Very good questions. How quickly they become sick is very relevant if you have a box of D4's that are very fresh, say a month or 2 old. Since they seem to go into this period quickly, you probably should either smoke the box in a month or 2, or plan on aging them a while. Also could help you make a decision on a purchase. Say a lot of folks are saying the Monte #2 is flat from 3-6months, you may want to purchase a box that has over 6 months age if you don't have the space or patience to age them. Everyones tastes are different, but I don't like the D4's unless they are fresh or have 3-5 years age. I know some of the gorillas that have a lot of experience aging cigars say after 5 years they hit a state where they are awsome. Your other question about why some cigars go into this period quicker than others, or why some seem to have almost no sick period, is a great one also. I have no idea for sure, but like I said earlier, I believe it has to do with how long the tobacco sat around before being rolled. Obviosly with the D4's and Monte #2's being a couple of the most popular cigars, they are always struggling to keep up with production and the tobacco is fresher when we get them. Even though a box of say something less popular may have the same date code as a box of D4's, the tobacco may be quite a bit more mature.
I have on idea if domestics experience this or not. I'm guessing not since I have never heard of it before, but unlike Tom I won't say they don't just because I have not experienced it myself. I pretty much got hooked on Cubans quickly and smoked only them for the most part right away.


----------



## One Lonely Smoker (Jan 21, 2005)

CigarTom said:


> Back in the 15th century, the consensus was that the world was flat. When Columbus talked about sailing "around" the world, he became the subject of much ridicule.


 Stop insulting Columbus by lining up with him. Don't put your weak and antagonistic crusade up against someone legitimate.


----------



## Nely (Nov 11, 2004)

Very informative thread! 
Papa Herf, in my humble experience with cigars, I have noticed that noncubans go through something similar to the sick period that cubans go through. Noncubans also age and mature and in the process they expell some ammonia- like smell that's not very pleasant. I actually smoked a few sticks that were going through that period from my tupperdor and they tasted very bitter/harsh. I smoked another one a couple of days ago(after a good 6 months rest) and boy has that cigar smoothed out. The ammoniac smell is barely detectable now when I open the tupperdor.
So yes, I do believe that noncubans can go through a similar process.


----------



## Brandon (Dec 11, 1997)

I started reading this thread, but got sick and tired of it after several posts. BS like this is why most all of the earliest members do not participate here anymore. It seems like hardly anyone can have a discussion these days w/o letting their ego and pride get in the way.


----------



## Fredster (Jan 26, 2004)

Brandon said:


> I started reading this thread, but got sick and tired of it after several posts. BS like this is why most all of the earliest members do not participate here anymore. It seems like hardly anyone can have a discussion these days w/o letting their ego and pride get in the way.

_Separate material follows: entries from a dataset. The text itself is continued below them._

//! Error taxonomy for the RPC framework (spec.md §7).

use thiserror::Error;

/// Convenience alias used throughout the crate.
pub type Result<T> = std::result::Result<T, RpcError>;

#[derive(Debug, Error)]
pub enum RpcError {
    #[error("protocol error: {0}")]
    ProtocolError(String),

    #[error("unsupported protocol version: {0}")]
    UnsupportedVersion(u8),

    #[error("unknown codec tag: {0}")]
    UnknownCodec(u8),

    #[error("unknown compressor tag: {0}")]
    UnknownCompressor(u8),

    #[error("frame decode failed: {0}")]
    DecodeError(String),

    #[error("serialization failed: {0}")]
    SerializationError(String),

    #[error("compression failed: {0}")]
    CompressionError(String),

    #[error("transport error: {0}")]
    TransportError(String),

    #[error("connect timed out")]
    ConnectTimeout,

    #[error("request timed out")]
    RequestTimeout,

    #[error("connection pool saturated")]
    PoolSaturated,

    #[error("connection pool closed")]
    PoolClosed,

    #[error("no endpoints available for service {0}")]
    NoEndpoints(String),

    #[error("service not found: {0}")]
    ServiceNotFound(String),

    #[error("circuit open for service {0}")]
    CircuitOpen(String),

    #[error("rate limited, retry after {retry_after_ms}ms")]
    RateLimited { retry_after_ms: u64 },

    #[error("unauthenticated: {0}")]
    Unauthenticated(String),

    #[error("insufficient permissions: {0}")]
    InsufficientPermissions(String),

    #[error("interceptor rejected request: {0}")]
    InterceptorRejected(String),

    #[error("business error: {message}")]
    BusinessError { code: String, message: String },

    #[error("extension not found: {0}")]
    ExtensionNotFound(String),

    #[error(transparent)]
    Io(#[from] std::io::Error),
}

impl RpcError {
    /// Retriability classification used by [`crate::retry::RetryPolicy`] (spec.md §4.10).
    pub fn is_well_known_retriable_transport(&self) -> bool {
        const NEEDLES: &[&str] = &[
            "Connection refused",
            "Connection reset",
            "No route to host",
        ];
        match self {
            RpcError::TransportError(msg) => NEEDLES.iter().any(|n| msg.contains(n)),
            RpcError::ConnectTimeout | RpcError::RequestTimeout | RpcError::CircuitOpen(_) => true,
            _ => false,
        }
    }

    /// Maps an error to the response status code it should surface as (spec.md §3, §7).
    pub fn status_code(&self) -> u16 {
        match self {
            RpcError::RateLimited { .. } => 429,
            RpcError::Unauthenticated(_) | RpcError::InsufficientPermissions(_) => 401,
            _ => 500,
        }
    }
}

Well I agree this post turned to b.s. after Tom spouted his nonsense, but I actually thought it was pretty interesting thread until then. I like to hear other peoples perception and experiences with the sick period and the D4's in particular. It just seems so wierd how they go south so quick. I don't see ego or pride problems here. What I see is a guy (CigarTom) who needs attention, starting another rediculous and inciteful post and getting just that. I won't allow him the satisfaction next time.


----------



## Bruce (Dec 31, 1999)

Interesting opinion CigarTom has. I guess I'm just another lemming when it comes to the general consences on ageing/sick period.


----------



## Brandon (Dec 11, 1997)

Right, I was pretty much referring to CigarTom. It just seems like he has to be correct, no matter what comes out of his mouth. 

It's better to ignore such folks. They will often go away if they are not heard.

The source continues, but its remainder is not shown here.